Щегол в замешательстве поднял с земли смятый пенал и снова бросил.
— Пустая бабенка, — сказал он. — Ваня, друг, не стоит твоих мучений эта… гнилушка!
— Я верил ей, любил ее, я в бой за нее шел… — горько шептал Павленко.
Не в силах справиться с накатившей на сердце обидой, он поднялся с нар и вышел из землянки. Его богатырские плечи чуть поникли. За ним пошел Щегол. И лицо у Щегла было такое расстроенное, словно он чувствовал себя глубоко виноватым перед товарищем за то, что передал ему недобрые вести.
В землянке стало темно и тихо, точно солнце, которое привез с собой Щегол куда-то спряталось. Несколько секунд бойцы угрюмо молчали. Потом Бородуля крепко выругался, свертывая цыгарку. И землянка зашумела.
— Какого воина пригнула. Тля! — с отвращением сказал сержант Хрусталев. — Да она нитки на его шинели не стоит, вертихвостка подлая. Эх, не я, братцы, ездил на побывку, я бы ей, финтифлюшке, показал, как Красную Армию подрывать, я бы ее как блудливую кошку за шиворот да мордочкой, мордочкой, куда нашкодила…
Сержант Хрусталев гневно крутил пышный ус.
— Товарищи, это бесстыдство! Это, если хотите, преступление! — с горячим возмущением воскликнул Сережин. — Павленко с первого дня войны на фронте, Павленко, не щадя жизни, врага бьет, у него на теле рубцы трех ранений, а такая вот ранит его в самое сердце, из колеи выбивает… И ей хоть бы что! Она, может, смеется сейчас, кудряшки навивает… Товарищи, неужели таким сойдет, а?

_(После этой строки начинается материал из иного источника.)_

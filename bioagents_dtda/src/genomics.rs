//! Cancer-genomics study access.
//!
//! The statistics code only needs three queries: which studies exist for a
//! disease prefix, how many cases a study sequenced, and which mutations a
//! study observed in a gene panel. `MutationDatabase` captures that
//! contract; [`LocalStudyIndex`] answers it from a JSON snapshot under
//! `resources/`, which keeps the agent runnable and testable offline.

use std::collections::HashMap;
use std::path::Path;

use serde::Deserialize;
use thiserror::Error;

/// One observed mutation in a study.
#[derive(Debug, Clone, Deserialize)]
pub struct ObservedMutation {
    /// Gene symbol.
    pub gene: String,
    /// Amino-acid change as written, e.g. `V600E`.
    pub amino_acid_change: String,
    /// Mutation type, e.g. `missense`.
    pub mutation_type: String,
}

/// Study access contract.
pub trait MutationDatabase: Send {
    /// Study ids whose name starts with `prefix`.
    fn studies(&self, prefix: &str) -> Vec<String>;

    /// Number of sequenced cases in a study; 0 for unknown studies.
    fn num_sequenced(&self, study_id: &str) -> u32;

    /// Observed `(gene, amino_acid_change)` pairs of the given type,
    /// restricted to `genes`.
    fn mutations(&self, study_id: &str, genes: &[&str], mutation_type: &str)
    -> Vec<(String, String)>;
}

#[derive(Debug, Deserialize)]
struct StudyRecord {
    study_id: String,
    num_sequenced: u32,
    #[serde(default)]
    mutations: Vec<ObservedMutation>,
}

#[derive(Debug, Deserialize)]
struct StudyFile {
    studies: Vec<StudyRecord>,
}

/// Error loading the local study snapshot.
#[derive(Debug, Error)]
pub enum StudyIndexError {
    #[error("could not read study snapshot {path}: {source}")]
    Read {
        path: String,
        source: std::io::Error,
    },

    #[error("could not parse study snapshot {path}: {source}")]
    Parse {
        path: String,
        source: serde_json::Error,
    },

    #[error("duplicate study id '{0}' in snapshot")]
    DuplicateStudy(String),
}

/// In-memory study snapshot, built once at startup.
pub struct LocalStudyIndex {
    studies: HashMap<String, StudyRecord>,
}

impl LocalStudyIndex {
    /// Load a snapshot from a JSON file.
    pub fn load(path: &Path) -> Result<Self, StudyIndexError> {
        let content = std::fs::read_to_string(path).map_err(|e| StudyIndexError::Read {
            path: path.display().to_string(),
            source: e,
        })?;
        let file: StudyFile =
            serde_json::from_str(&content).map_err(|e| StudyIndexError::Parse {
                path: path.display().to_string(),
                source: e,
            })?;

        let mut studies = HashMap::new();
        for record in file.studies {
            let id = record.study_id.clone();
            if studies.insert(id.clone(), record).is_some() {
                return Err(StudyIndexError::DuplicateStudy(id));
            }
        }
        Ok(Self { studies })
    }
}

impl MutationDatabase for LocalStudyIndex {
    fn studies(&self, prefix: &str) -> Vec<String> {
        let mut ids: Vec<String> = self
            .studies
            .keys()
            .filter(|id| id.starts_with(prefix))
            .cloned()
            .collect();
        ids.sort();
        ids
    }

    fn num_sequenced(&self, study_id: &str) -> u32 {
        self.studies.get(study_id).map_or(0, |s| s.num_sequenced)
    }

    fn mutations(
        &self,
        study_id: &str,
        genes: &[&str],
        mutation_type: &str,
    ) -> Vec<(String, String)> {
        let Some(study) = self.studies.get(study_id) else {
            return Vec::new();
        };
        study
            .mutations
            .iter()
            .filter(|m| m.mutation_type == mutation_type && genes.contains(&m.gene.as_str()))
            .map(|m| (m.gene.clone(), m.amino_acid_change.clone()))
            .collect()
    }
}

#[cfg(test)]
mod tests {
    use super::*;
    use std::io::Write;

    fn snapshot() -> tempfile::NamedTempFile {
        let mut f = tempfile::NamedTempFile::new().unwrap();
        write!(
            f,
            r#"{{"studies": [
              {{"study_id": "skcm_tcga", "num_sequenced": 4,
                "mutations": [
                  {{"gene": "BRAF", "amino_acid_change": "V600E", "mutation_type": "missense"}},
                  {{"gene": "NRAS", "amino_acid_change": "Q61K", "mutation_type": "missense"}}
                ]}},
              {{"study_id": "paad_tcga", "num_sequenced": 2, "mutations": []}}
            ]}}"#
        )
        .unwrap();
        f
    }

    #[test]
    fn test_prefix_lookup_and_counts() {
        let index = LocalStudyIndex::load(snapshot().path()).unwrap();
        assert_eq!(index.studies("skcm"), vec!["skcm_tcga".to_string()]);
        assert!(index.studies("luad").is_empty());
        assert_eq!(index.num_sequenced("skcm_tcga"), 4);
        assert_eq!(index.num_sequenced("missing"), 0);
    }

    #[test]
    fn test_mutations_respect_gene_panel_and_type() {
        let index = LocalStudyIndex::load(snapshot().path()).unwrap();
        let muts = index.mutations("skcm_tcga", &["BRAF"], "missense");
        assert_eq!(muts, vec![("BRAF".to_string(), "V600E".to_string())]);
        assert!(index.mutations("skcm_tcga", &["BRAF"], "nonsense").is_empty());
    }
}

— И что ты думаешь — сходит, очень обыкновенно сходит, — философски заметил Бородуля, и нахмурил рыжеватые, опаленные огнем брови. — А почему сходит?! Сами бабы виноваты! Кабы наша, умная-то женщина таких, как Санькина супружница, в шоры брала, да стыдила, да за ушко на солнышко вытаскивала, чтоб вся их мерзость была на свету, чтоб сами же свою низость почувствовали — другая бы одумалась, сообразила, какой вред она приносит Красной Армии.
Бородуля прикурил у сержанта и взволнованно продолжал:
— Что ж они, женщины-то наши, не видят что-ли, что паршивая овца все стадо портит, пачкает их поступками своими… Муж на фронте, кровь проливает за отечество, за ее же свободу и счастье, а она направо и налево хвостом винтит! И подружки воды в рот набрали. Это почему же такое, я вас спрашиваю?! Что же у них, у женщин наших, пороху что ли нехватит, чтобы пташке этакой крылышки подрезать! Да вон они какие гвардейские дела делают на заводах, на фабриках, на полях, а тут свое, семейное дело, — и молчок. Это почему же такое? Почему они воды в рот набрали, почему помалкивают?

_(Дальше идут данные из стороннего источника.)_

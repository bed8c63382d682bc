//! BioSense agent binary.
//!
//! Loads the grounding store, connects to the facilitator, and serves
//! sense-disambiguation requests until the session ends.

use std::path::PathBuf;

use clap::Parser;
use serde::Deserialize;
use tracing::info;
use tracing_subscriber::EnvFilter;

use bioagents::config::{ConfigLoader, FacilitatorConfig, ResourcesConfig, SharedConfig};
use bioagents::runtime::{AgentRuntime, TcpTransport};
use bioagents_biosense::{BioSenseAgent, Ontology};
use bioagents_biosense::ontology::GROUNDING_FILE;

#[derive(Debug, Deserialize)]
struct BioSenseConfig {
    shared: SharedConfig,
    #[serde(default)]
    facilitator: FacilitatorConfig,
    #[serde(default)]
    resources: ResourcesConfig,
}

#[derive(Parser, Debug)]
#[command(name = "bioagents_biosense", about = "Entity disambiguation bioagent")]
struct Cli {
    /// Directory containing biosense.toml.
    #[arg(long, default_value = "config")]
    config_dir: PathBuf,

    /// Facilitator host override.
    #[arg(long)]
    host: Option<String>,

    /// Facilitator port override.
    #[arg(long)]
    port: Option<u16>,
}

#[tokio::main]
async fn main() -> Result<(), Box<dyn std::error::Error>> {
    let cli = Cli::parse();
    let mut config = BioSenseConfig::load(&cli.config_dir.join("biosense.toml"))?;
    config.shared.validate()?;
    if let Some(host) = cli.host {
        config.facilitator.host = host;
    }
    if let Some(port) = cli.port {
        config.facilitator.port = port;
    }
    config.facilitator.validate()?;

    tracing_subscriber::fmt()
        .with_env_filter(
            EnvFilter::try_from_default_env()
                .unwrap_or_else(|_| EnvFilter::new(config.shared.log_level.as_filter_str())),
        )
        .compact()
        .init();

    info!("BioSense starting...");
    let ontology = Ontology::load(&config.resources.dir.join(GROUNDING_FILE))?;
    let transport =
        TcpTransport::connect(&config.facilitator.host, config.facilitator.port).await?;
    let mut runtime = AgentRuntime::new(BioSenseAgent::new(ontology), transport);
    runtime.run().await?;
    Ok(())
}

Бородуля обвел строгим взглядом друзей, словно перед ним сидели не бойцы, а женщины, к которым обращался он со своим страстным и огорченным упреком.
— Они не помалкивают, — язвительно заметил пожилой красноармеец, — они чуть что — рады-радехоньки на фронт письмецо послать: так мол, и так, Маша да не ваша… Есть такие! Вот соседка-то постаралась, проинформировала Павленко… во всех подробностях! Это иные из них рады стараться, это готовы в любой момент! Уж лучше молчала бы, не растравляла бы солдатское сердце! Ведь он вторую неделю сам не свой ходит, ему пища в рот не идет. Нехватает догадки — эдакую кобылку, — нет у меня для нее другого слова, — пришпорить, так уж бойца бы не расстраивала. Ему, Павленко, может и жить-то двадцать четыре часа судьба положила, так пусть бы он с талисманом своим голубым, что душу его грел, в смертный бой шел…
Пожилой красноармеец нагнулся, поднял с земли смятую скорлупу павленковского пенала и с сожалением стал разглаживать заскорузлой и темной от пороха ладонью.
…Через несколько часов бойцы готовились к грядущему бою. Проверяли оружие, смазывали винтовки. Особенно бодры были Хрусталев, Бородуля, Сережин. Рассказы Щегла об их женах словно вдохнули в них новые силы жизни.